╔══

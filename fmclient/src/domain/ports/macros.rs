//! Defines helper macros for generating domain port error enums.

macro_rules! define_port_error {
    (@ctor $variant:ident) => {
        ::paste::paste! {
            #[doc = concat!("Construct [`Self::", stringify!($variant), "`].")]
            #[must_use]
            pub const fn [<$variant:snake>]() -> Self {
                Self::$variant
            }
        }
    };

    (@ctor $variant:ident { $($field:ident : $ty:ty),* $(,)? }) => {
        define_port_error!(@ctor_impl $variant () () $( $field : $ty, )*);
    };

    (@ctor_impl $variant:ident ($($params:tt)*) ($($inits:tt)*) ) => {
        ::paste::paste! {
            #[doc = concat!("Construct [`Self::", stringify!($variant), "`].")]
            #[must_use]
            pub fn [<$variant:snake>]($($params)*) -> Self {
                Self::$variant { $($inits)* }
            }
        }
    };

    (@ctor_impl $variant:ident ($($params:tt)*) ($($inits:tt)*) $field:ident : $ty:ty, $($rest:tt)*) => {
        define_port_error!(
            @ctor_impl
            $variant
            ($($params)* $field: impl Into<$ty>,)
            ($($inits)* $field: $field.into(),)
            $($rest)*
        );
    };
    (
        $(#[$outer:meta])*
        pub enum $name:ident {
            $(
                $(#[$variant_meta:meta])*
                $variant:ident $( {
                    $( $(#[$field_meta:meta])* $field:ident : $ty:ty ),* $(,)?
                } )? => $message:expr
            ),* $(,)?
        }
    ) => {
        $(#[$outer])*
        #[derive(Debug, Clone, PartialEq, Eq, thiserror::Error)]
        pub enum $name {
            $(
                $(#[$variant_meta])*
                #[error($message)]
                $variant $( { $( $(#[$field_meta])* $field : $ty ),* } )?,
            )*
        }

        impl $name {
            $(
                define_port_error!(@ctor $variant $( { $($field : $ty),* } )?);
            )*
        }
    };
}

pub(crate) use define_port_error;
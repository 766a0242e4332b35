//! Layout-scoped repository with an identity map and optimistic concurrency.
//!
//! Every public operation issues at most one command. Entities found or
//! inserted through a repository are owned by its [`IdentityMap`] and
//! addressed through [`EntityHandle`]s; finding the same record twice yields
//! the same handle.
//!
//! Mutations send the tracked `-modid` so the server rejects writes based on
//! stale reads. The rejection surfaces as a protocol error from the
//! [`ResultSetClient`]; passing `force = true` omits the token.
//!
//! A repository is not synchronised. Use one instance per logical session.

use std::sync::Arc;

use item_collection::ItemCollection;
use thiserror::Error;
use tracing::debug;

use super::command::{Action, Command, CommandError, Parameters, quote_string};
use super::error::ErrorKind;
use super::identity::Identity;
use super::identity_map::{EntityHandle, IdentityMap, ManagedEntry};
use super::ports::{Extraction, Hydration, MappingError, ResultSetClient, ResultSetError};
use super::query::{FindQuery, Range, Search, Sort};
use super::record::{Record, RecordId};

/// Errors raised by [`Repository`] operations.
#[derive(Debug, Clone, PartialEq, Eq, Error)]
pub enum RepositoryError {
    /// The command could not be built.
    #[error(transparent)]
    Command(#[from] CommandError),
    /// Execution or decoding failed.
    #[error(transparent)]
    ResultSet(#[from] ResultSetError),
    /// The handle does not refer to an entity managed by this repository.
    #[error("entity {handle:?} is not managed by this repository")]
    UnmanagedEntity {
        /// Offending handle.
        handle: EntityHandle,
    },
    /// More sort fields than the server accepts.
    #[error("at most {limit} sort parameters are allowed, got {sort}")]
    TooManySortParameters {
        /// Maximum accepted.
        limit: usize,
        /// Rendered sort specification.
        sort: String,
    },
    /// The server echoed a record that an entity of this repository already
    /// represents.
    #[error("record {record_id} is already managed as {handle:?}")]
    AlreadyManaged {
        /// Echoed record id.
        record_id: RecordId,
        /// Handle of the entity already tracking the record.
        handle: EntityHandle,
    },
    /// The server returned no record where one was required.
    #[error("result set is empty")]
    EmptyResultSet,
    /// Hydration or extraction failed.
    #[error(transparent)]
    Mapping(#[from] MappingError),
}

impl RepositoryError {
    /// Classification of this error.
    #[must_use]
    pub const fn kind(&self) -> ErrorKind {
        match self {
            Self::Command(error) => error.kind(),
            Self::ResultSet(error) => error.kind(),
            Self::UnmanagedEntity { .. }
            | Self::AlreadyManaged { .. }
            | Self::TooManySortParameters { .. } => ErrorKind::Domain,
            Self::EmptyResultSet => ErrorKind::InvalidResult,
            Self::Mapping(error) => error.kind(),
        }
    }
}

/// Repository over one layout.
pub struct Repository<E, C: ?Sized> {
    client: Arc<C>,
    hydration: Arc<dyn Hydration<E>>,
    extraction: Arc<dyn Extraction<E>>,
    layout: String,
    identity: Option<Identity>,
    entities: IdentityMap<E>,
}

impl<E, C> Repository<E, C>
where
    C: ResultSetClient + ?Sized,
{
    /// Create a repository for `layout`.
    #[must_use]
    pub fn new(
        client: Arc<C>,
        hydration: Arc<dyn Hydration<E>>,
        extraction: Arc<dyn Extraction<E>>,
        layout: impl Into<String>,
    ) -> Self {
        Self {
            client,
            hydration,
            extraction,
            layout: layout.into(),
            identity: None,
            entities: IdentityMap::new(),
        }
    }

    /// Act as `identity` for every subsequent command.
    #[must_use]
    pub fn with_identity(mut self, identity: Identity) -> Self {
        self.identity = Some(identity);
        self
    }

    /// Layout the repository targets.
    #[must_use]
    pub const fn layout(&self) -> &str {
        self.layout.as_str()
    }

    /// Borrow a managed entity.
    #[must_use]
    pub fn get(&self, handle: EntityHandle) -> Option<&E> {
        self.entities.get(handle)
    }

    /// Mutably borrow a managed entity, e.g. before calling [`Self::update`].
    pub fn get_mut(&mut self, handle: EntityHandle) -> Option<&mut E> {
        self.entities.get_mut(handle)
    }

    /// Record id and modification token tracked for a managed entity.
    #[must_use]
    pub fn managed_entry(&self, handle: EntityHandle) -> Option<ManagedEntry> {
        self.entities.entry(handle)
    }

    /// Escape search operators in `value`.
    #[must_use]
    pub fn quote_string(&self, value: &str) -> String {
        quote_string(value)
    }

    /// Find the entity for a record id.
    ///
    /// # Errors
    ///
    /// Propagates command, result-set, and hydration failures.
    pub async fn find(&mut self, record_id: RecordId) -> Result<Option<EntityHandle>, RepositoryError> {
        let mut parameters = Parameters::new();
        parameters.insert("-recid", record_id.get());
        self.find_one(parameters, Action::Find).await
    }

    /// Find the first entity matching `search`.
    ///
    /// # Errors
    ///
    /// Propagates command, result-set, and hydration failures.
    pub async fn find_one_by(&mut self, search: &Search) -> Result<Option<EntityHandle>, RepositoryError> {
        self.find_one(search.to_parameters(), Action::Find).await
    }

    /// Find the first entity matching a compound query.
    ///
    /// # Errors
    ///
    /// Propagates command, result-set, and hydration failures.
    pub async fn find_one_by_query(
        &mut self,
        query: &FindQuery,
    ) -> Result<Option<EntityHandle>, RepositoryError> {
        self.find_one(query.to_parameters(), Action::FindQuery).await
    }

    /// Find every entity on the layout.
    ///
    /// # Errors
    ///
    /// Fails with [`RepositoryError::TooManySortParameters`] before any
    /// request when `sort` is too long; otherwise propagates command,
    /// result-set, and hydration failures.
    pub async fn find_all(
        &mut self,
        sort: &Sort,
        range: Range,
    ) -> Result<ItemCollection<EntityHandle>, RepositoryError> {
        self.find_many(Parameters::new(), sort, range, Action::FindAll)
            .await
    }

    /// Find entities matching `search`.
    ///
    /// # Errors
    ///
    /// See [`Self::find_all`].
    pub async fn find_by(
        &mut self,
        search: &Search,
        sort: &Sort,
        range: Range,
    ) -> Result<ItemCollection<EntityHandle>, RepositoryError> {
        self.find_many(search.to_parameters(), sort, range, Action::Find)
            .await
    }

    /// Find entities matching a compound query.
    ///
    /// # Errors
    ///
    /// See [`Self::find_all`].
    pub async fn find_by_query(
        &mut self,
        query: &FindQuery,
        sort: &Sort,
        range: Range,
    ) -> Result<ItemCollection<EntityHandle>, RepositoryError> {
        self.find_many(query.to_parameters(), sort, range, Action::FindQuery)
            .await
    }

    /// Create a record from `entity` and start managing it.
    ///
    /// Server-assigned fields are hydrated into the entity before it is
    /// registered. Nothing is registered when any step fails.
    ///
    /// # Errors
    ///
    /// Returns [`RepositoryError::EmptyResultSet`] when the server echoes no
    /// record, [`RepositoryError::AlreadyManaged`] when the echoed record id
    /// is already in the identity map, and propagates command, result-set,
    /// and mapping failures.
    pub async fn insert(&mut self, mut entity: E) -> Result<EntityHandle, RepositoryError> {
        let parameters = self.extraction.extract(&entity)?;
        let record = self.execute_single(parameters, Action::New).await?;
        if let Some(handle) = self.entities.handle_for(record.record_id()) {
            return Err(RepositoryError::AlreadyManaged {
                record_id: record.record_id(),
                handle,
            });
        }
        self.hydration.hydrate_existing_entity(&record, &mut entity)?;

        let handle = self.entities.register(entity, entry_of(&record));
        debug!(
            handle = handle.get(),
            record_id = %record.record_id(),
            mod_id = %record.mod_id(),
            "registered inserted entity"
        );
        Ok(handle)
    }

    /// Write a managed entity back to its record.
    ///
    /// Unless `force` is set the tracked modification token is sent, so the
    /// server rejects the write when the record changed since it was read.
    ///
    /// # Errors
    ///
    /// Returns [`RepositoryError::UnmanagedEntity`] for unknown handles,
    /// [`RepositoryError::EmptyResultSet`] when no record is echoed, and
    /// propagates command, result-set, and mapping failures.
    pub async fn update(&mut self, handle: EntityHandle, force: bool) -> Result<(), RepositoryError> {
        let entry = self.tracked(handle)?;
        let current = self
            .entities
            .get(handle)
            .ok_or(RepositoryError::UnmanagedEntity { handle })?;
        let mut parameters = self.extraction.extract(current)?;
        parameters.extend(concurrency_parameters(entry, force));

        let record = self.execute_single(parameters, Action::Edit).await?;
        let target = self
            .entities
            .get_mut(handle)
            .ok_or(RepositoryError::UnmanagedEntity { handle })?;
        self.hydration.hydrate_existing_entity(&record, target)?;
        self.entities.refresh(handle, entry_of(&record));

        debug!(
            handle = handle.get(),
            record_id = %record.record_id(),
            mod_id = %record.mod_id(),
            force,
            "updated managed entity"
        );
        Ok(())
    }

    /// Delete the record behind a managed entity and stop managing it.
    ///
    /// The entity is handed back to the caller.
    ///
    /// # Errors
    ///
    /// Returns [`RepositoryError::UnmanagedEntity`] for unknown handles and
    /// propagates command and result-set failures. The entity stays managed
    /// when the request fails.
    pub async fn delete(&mut self, handle: EntityHandle, force: bool) -> Result<E, RepositoryError> {
        let entry = self.tracked(handle)?;
        let command = Command::new(self.layout.as_str(), concurrency_parameters(entry, force))?
            .with_action(Action::Delete);
        self.execute(command).await?;

        debug!(
            handle = handle.get(),
            record_id = %entry.record_id,
            force,
            "deleted managed entity"
        );
        self.entities
            .remove(handle)
            .ok_or(RepositoryError::UnmanagedEntity { handle })
    }

    /// Return the managed entity for `record`, hydrating it when new.
    ///
    /// A record already in the identity map keeps its entity; only the
    /// tracked modification token is refreshed.
    ///
    /// # Errors
    ///
    /// Propagates hydration failures.
    pub fn create_entity(&mut self, record: &Record) -> Result<EntityHandle, RepositoryError> {
        let entry = entry_of(record);
        if let Some(handle) = self.entities.handle_for(record.record_id()) {
            debug!(
                handle = handle.get(),
                record_id = %entry.record_id,
                mod_id = %entry.mod_id,
                "identity map hit"
            );
            self.entities.refresh(handle, entry);
            return Ok(handle);
        }

        let entity = self.hydration.hydrate_new_entity(record)?;
        Ok(self.entities.register(entity, entry))
    }

    fn tracked(&self, handle: EntityHandle) -> Result<ManagedEntry, RepositoryError> {
        self.entities
            .entry(handle)
            .ok_or(RepositoryError::UnmanagedEntity { handle })
    }

    async fn find_one(
        &mut self,
        mut parameters: Parameters,
        action: Action,
    ) -> Result<Option<EntityHandle>, RepositoryError> {
        parameters.insert("-max", 1_u64);
        let command = Command::new(self.layout.as_str(), parameters)?.with_action(action);
        let records = self.execute(command).await?;

        records
            .into_first()
            .map(|record| self.create_entity(&record))
            .transpose()
    }

    async fn find_many(
        &mut self,
        mut parameters: Parameters,
        sort: &Sort,
        range: Range,
        action: Action,
    ) -> Result<ItemCollection<EntityHandle>, RepositoryError> {
        let sort_parameters =
            sort.to_parameters()
                .map_err(|error| RepositoryError::TooManySortParameters {
                    limit: error.limit,
                    sort: error.sort,
                })?;
        parameters.extend(sort_parameters);
        parameters.extend(range.to_parameters());

        let command = Command::new(self.layout.as_str(), parameters)?.with_action(action);
        let records = self.execute(command).await?;
        records.try_map(|record| self.create_entity(&record))
    }

    async fn execute_single(
        &self,
        parameters: Parameters,
        action: Action,
    ) -> Result<Record, RepositoryError> {
        let command = Command::new(self.layout.as_str(), parameters)?.with_action(action);
        self.execute(command)
            .await?
            .into_first()
            .ok_or(RepositoryError::EmptyResultSet)
    }

    async fn execute(&self, command: Command) -> Result<ItemCollection<Record>, RepositoryError> {
        let scoped = match &self.identity {
            Some(identity) => command.with_identity(identity.clone()),
            None => command,
        };
        Ok(self.client.execute(&scoped).await?)
    }
}

const fn entry_of(record: &Record) -> ManagedEntry {
    ManagedEntry {
        record_id: record.record_id(),
        mod_id: record.mod_id(),
    }
}

fn concurrency_parameters(entry: ManagedEntry, force: bool) -> Parameters {
    let mut parameters = Parameters::new();
    parameters.insert("-recid", entry.record_id.get());
    if !force {
        parameters.insert("-modid", entry.mod_id.get());
    }
    parameters
}

#[cfg(test)]
#[path = "repository_tests.rs"]
mod tests;
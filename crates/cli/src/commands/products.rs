//! The menu, as the new-order page sees it.

use samovar_client::ApiClient;
use samovar_client::resources::ProductCatalog;

use super::CommandResult;
use crate::render;

/// Load the catalog and render it, optionally narrowed to one category.
///
/// # Errors
///
/// Propagates the underlying client error.
pub async fn list(api: &ApiClient, category: Option<&str>) -> CommandResult {
    let catalog = ProductCatalog::new(api.clone());
    {
        let _spinner = render::Spinner::show();
        catalog.load().await?;
    }

    render::products(&catalog.by_category(category));
    if category.is_none() {
        render::categories(&catalog.categories());
    }
    Ok(())
}
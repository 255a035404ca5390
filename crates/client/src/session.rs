//! Durable session state: bearer token and cached user profile.
//!
//! The store mirrors the two fixed keys the café frontends have always
//! used. State lives in memory and is loaded once at open; every mutation
//! swaps the in-memory value and then writes the file best-effort. A
//! failed write is logged at `warn` and the in-memory session stays
//! authoritative - storage that stops working mid-session is explicitly
//! out of scope.

use std::path::{Path, PathBuf};
use std::sync::Arc;

use parking_lot::Mutex;
use serde::{Deserialize, Serialize};
use tracing::warn;

use samovar_core::Role;

use crate::models::UserProfile;

/// Fixed key names in the session file.
pub mod keys {
    /// Key holding the opaque bearer token.
    pub const AUTH_TOKEN: &str = "samovar_auth_token";
    /// Key holding the serialized user profile.
    pub const USER: &str = "samovar_user";
}

#[derive(Debug, Default, Clone, Serialize, Deserialize)]
struct SessionState {
    #[serde(
        rename = "samovar_auth_token",
        default,
        skip_serializing_if = "Option::is_none"
    )]
    token: Option<String>,
    #[serde(
        rename = "samovar_user",
        default,
        skip_serializing_if = "Option::is_none"
    )]
    user: Option<UserProfile>,
}

/// Persistent session store.
///
/// Cheap to clone; all clones share the same state and file.
#[derive(Clone)]
pub struct SessionStore {
    inner: Arc<SessionStoreInner>,
}

struct SessionStoreInner {
    path: PathBuf,
    state: Mutex<SessionState>,
}

impl SessionStore {
    /// Open the store at `path`, loading any previously persisted session.
    ///
    /// A missing file is an empty session; an unreadable or corrupt file
    /// is treated the same and logged.
    #[must_use]
    pub fn open(path: impl Into<PathBuf>) -> Self {
        let path = path.into();
        let state = load_state(&path);
        Self {
            inner: Arc::new(SessionStoreInner {
                path,
                state: Mutex::new(state),
            }),
        }
    }

    /// The stored bearer token, if any.
    #[must_use]
    pub fn token(&self) -> Option<String> {
        self.inner.state.lock().token.clone()
    }

    /// Store a bearer token.
    pub fn set_token(&self, token: impl Into<String>) {
        let mut state = self.inner.state.lock();
        state.token = Some(token.into());
        persist(&self.inner.path, &state);
    }

    /// The cached user profile, if any.
    #[must_use]
    pub fn user(&self) -> Option<UserProfile> {
        self.inner.state.lock().user.clone()
    }

    /// Replace the cached user profile.
    pub fn set_user(&self, user: UserProfile) {
        let mut state = self.inner.state.lock();
        state.user = Some(user);
        persist(&self.inner.path, &state);
    }

    /// Store token and profile together (one write).
    pub fn set_session(&self, token: impl Into<String>, user: UserProfile) {
        let mut state = self.inner.state.lock();
        state.token = Some(token.into());
        state.user = Some(user);
        persist(&self.inner.path, &state);
    }

    /// Drop both token and profile and delete the session file.
    ///
    /// Idempotent; clearing an empty store is a no-op.
    pub fn clear(&self) {
        *self.inner.state.lock() = SessionState::default();
        if let Err(e) = std::fs::remove_file(&self.inner.path)
            && e.kind() != std::io::ErrorKind::NotFound
        {
            warn!(path = %self.inner.path.display(), error = %e, "could not delete session file");
        }
    }

    /// Whether a bearer token is present.
    #[must_use]
    pub fn is_authenticated(&self) -> bool {
        self.inner.state.lock().token.is_some()
    }

    /// Whether the cached profile carries the given role.
    #[must_use]
    pub fn has_role(&self, role: &Role) -> bool {
        self.inner
            .state
            .lock()
            .user
            .as_ref()
            .is_some_and(|user| user.role == *role)
    }

    /// Whether the cached profile is an admin.
    #[must_use]
    pub fn is_admin(&self) -> bool {
        self.has_role(&Role::Admin)
    }
}

fn load_state(path: &Path) -> SessionState {
    match std::fs::read(path) {
        Ok(bytes) => serde_json::from_slice(&bytes).unwrap_or_else(|e| {
            warn!(path = %path.display(), error = %e, "session file is corrupt, starting empty");
            SessionState::default()
        }),
        Err(e) if e.kind() == std::io::ErrorKind::NotFound => SessionState::default(),
        Err(e) => {
            warn!(path = %path.display(), error = %e, "could not read session file, starting empty");
            SessionState::default()
        }
    }
}

fn persist(path: &Path, state: &SessionState) {
    if let Some(parent) = path.parent()
        && !parent.as_os_str().is_empty()
        && let Err(e) = std::fs::create_dir_all(parent)
    {
        warn!(path = %path.display(), error = %e, "could not create session directory");
        return;
    }
    match serde_json::to_vec_pretty(state) {
        Ok(bytes) => {
            if let Err(e) = std::fs::write(path, bytes) {
                warn!(path = %path.display(), error = %e, "could not persist session");
            }
        }
        Err(e) => warn!(error = %e, "could not serialize session"),
    }
}

#[cfg(test)]
mod tests {
    use super::*;
    use samovar_core::UserId;

    fn profile(role: Role) -> UserProfile {
        UserProfile {
            id: UserId::new(1),
            username: "morteza".to_owned(),
            full_name: "مرتضی احمدی".to_owned(),
            role,
        }
    }

    #[test]
    fn session_survives_reopen() {
        let dir = tempfile::tempdir().expect("tempdir");
        let path = dir.path().join("session.json");

        let store = SessionStore::open(&path);
        store.set_session("tok-123", profile(Role::Admin));

        let reopened = SessionStore::open(&path);
        assert_eq!(reopened.token().as_deref(), Some("tok-123"));
        assert!(reopened.is_authenticated());
        assert!(reopened.is_admin());
    }

    #[test]
    fn file_uses_the_fixed_keys() {
        let dir = tempfile::tempdir().expect("tempdir");
        let path = dir.path().join("session.json");

        let store = SessionStore::open(&path);
        store.set_session("tok-123", profile(Role::Cashier));

        let raw = std::fs::read_to_string(&path).expect("session file exists");
        let value: serde_json::Value = serde_json::from_str(&raw).expect("valid JSON");
        assert!(value.get(keys::AUTH_TOKEN).is_some());
        assert!(value.get(keys::USER).is_some());
    }

    #[test]
    fn corrupt_file_loads_as_empty_session() {
        let dir = tempfile::tempdir().expect("tempdir");
        let path = dir.path().join("session.json");
        std::fs::write(&path, b"not json at all").expect("write corrupt file");

        let store = SessionStore::open(&path);
        assert!(!store.is_authenticated());
        assert!(store.user().is_none());
    }

    #[test]
    fn clear_is_idempotent_and_removes_file() {
        let dir = tempfile::tempdir().expect("tempdir");
        let path = dir.path().join("session.json");

        let store = SessionStore::open(&path);
        // Clearing an empty store is fine.
        store.clear();

        store.set_session("tok-123", profile(Role::Cashier));
        assert!(path.exists());
        store.clear();
        assert!(!path.exists());
        assert!(!store.is_authenticated());
        assert!(store.user().is_none());

        // And again, for good measure.
        store.clear();
    }

    #[test]
    fn has_role_reads_cached_profile() {
        let dir = tempfile::tempdir().expect("tempdir");
        let store = SessionStore::open(dir.path().join("session.json"));

        assert!(!store.has_role(&Role::Admin));
        store.set_user(profile(Role::Cashier));
        assert!(store.has_role(&Role::Cashier));
        assert!(!store.is_admin());
    }
}
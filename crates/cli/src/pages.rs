//! Page bootstrap policy.
//!
//! Pages mirror the café web app's routes. The public set is fixed: the
//! landing page and the login page. Every other page redirects to the
//! login page before any of its logic runs; the admin page additionally
//! requires the admin role.

use samovar_client::{Navigator, SessionStore};

/// The site's pages.
#[derive(Debug, Clone, Copy, PartialEq, Eq)]
pub enum Page {
    Home,
    Login,
    Dashboard,
    Orders,
    NewOrder,
    Admin,
}

impl Page {
    /// The route path this page has in the web app.
    #[must_use]
    pub const fn path(self) -> &'static str {
        match self {
            Self::Home => "/",
            Self::Login => "/login",
            Self::Dashboard => "/dashboard",
            Self::Orders => "/orders",
            Self::NewOrder => "/new-order",
            Self::Admin => "/admin",
        }
    }

    /// Whether this page is reachable without a session.
    #[must_use]
    pub const fn is_public(self) -> bool {
        matches!(self, Self::Home | Self::Login)
    }
}

/// Where the bootstrap sends the user, when it has to.
#[derive(Debug, Clone, Copy, PartialEq, Eq)]
pub enum Redirect {
    /// No valid session: sign in first.
    Login,
    /// Signed in, but this page needs a role the user lacks.
    Home,
}

/// Decide whether `page` may run with the current session.
///
/// Runs before any page logic.
#[must_use]
pub fn gate(page: Page, session: &SessionStore) -> Option<Redirect> {
    if page.is_public() {
        return None;
    }
    if !session.is_authenticated() {
        return Some(Redirect::Login);
    }
    if page == Page::Admin && !session.is_admin() {
        return Some(Redirect::Home);
    }
    None
}

/// Navigator for the terminal frontend.
///
/// A one-shot process has no page to swap, so the redirect becomes an
/// instruction to sign in again.
#[derive(Debug, Default, Clone, Copy)]
pub struct CliNavigator;

impl Navigator for CliNavigator {
    fn redirect_to_login(&self) {
        tracing::warn!("session ended - run `samovar login` to sign in again");
    }
}

#[cfg(test)]
mod tests {
    use super::*;
    use samovar_client::models::UserProfile;
    use samovar_core::{Role, UserId};

    const ALL_PAGES: [Page; 6] = [
        Page::Home,
        Page::Login,
        Page::Dashboard,
        Page::Orders,
        Page::NewOrder,
        Page::Admin,
    ];

    fn empty_session() -> (SessionStore, tempfile::TempDir) {
        let dir = tempfile::tempdir().expect("tempdir");
        let session = SessionStore::open(dir.path().join("session.json"));
        (session, dir)
    }

    fn session_with_role(role: Role) -> (SessionStore, tempfile::TempDir) {
        let (session, dir) = empty_session();
        session.set_session(
            "tok-1",
            UserProfile {
                id: UserId::new(1),
                username: "morteza".to_owned(),
                full_name: "مرتضی احمدی".to_owned(),
                role,
            },
        );
        (session, dir)
    }

    #[test]
    fn protected_pages_redirect_without_session() {
        let (session, _dir) = empty_session();
        for page in ALL_PAGES {
            let expected = if page.is_public() {
                None
            } else {
                Some(Redirect::Login)
            };
            assert_eq!(gate(page, &session), expected, "page {:?}", page.path());
        }
    }

    #[test]
    fn public_set_is_exactly_home_and_login() {
        let public: Vec<_> = ALL_PAGES.into_iter().filter(|p| p.is_public()).collect();
        assert_eq!(public, vec![Page::Home, Page::Login]);
    }

    #[test]
    fn cashier_passes_everywhere_except_admin() {
        let (session, _dir) = session_with_role(Role::Cashier);
        assert_eq!(gate(Page::Dashboard, &session), None);
        assert_eq!(gate(Page::Orders, &session), None);
        assert_eq!(gate(Page::Admin, &session), Some(Redirect::Home));
    }

    #[test]
    fn admin_passes_the_admin_gate() {
        let (session, _dir) = session_with_role(Role::Admin);
        assert_eq!(gate(Page::Admin, &session), None);
    }

    #[test]
    fn paths_match_the_site_routes() {
        assert_eq!(Page::Home.path(), "/");
        assert_eq!(Page::Login.path(), "/login");
        assert_eq!(Page::NewOrder.path(), "/new-order");
    }
}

╚══

TASK DETAILS:
In the records above, find each line that mentions the string "SessionStoreInner", then copy it.

ANSWER TO THE PROBLEM:
    inner: Arc<SessionStoreInner>,
struct SessionStoreInner {
            inner: Arc::new(SessionStoreInner {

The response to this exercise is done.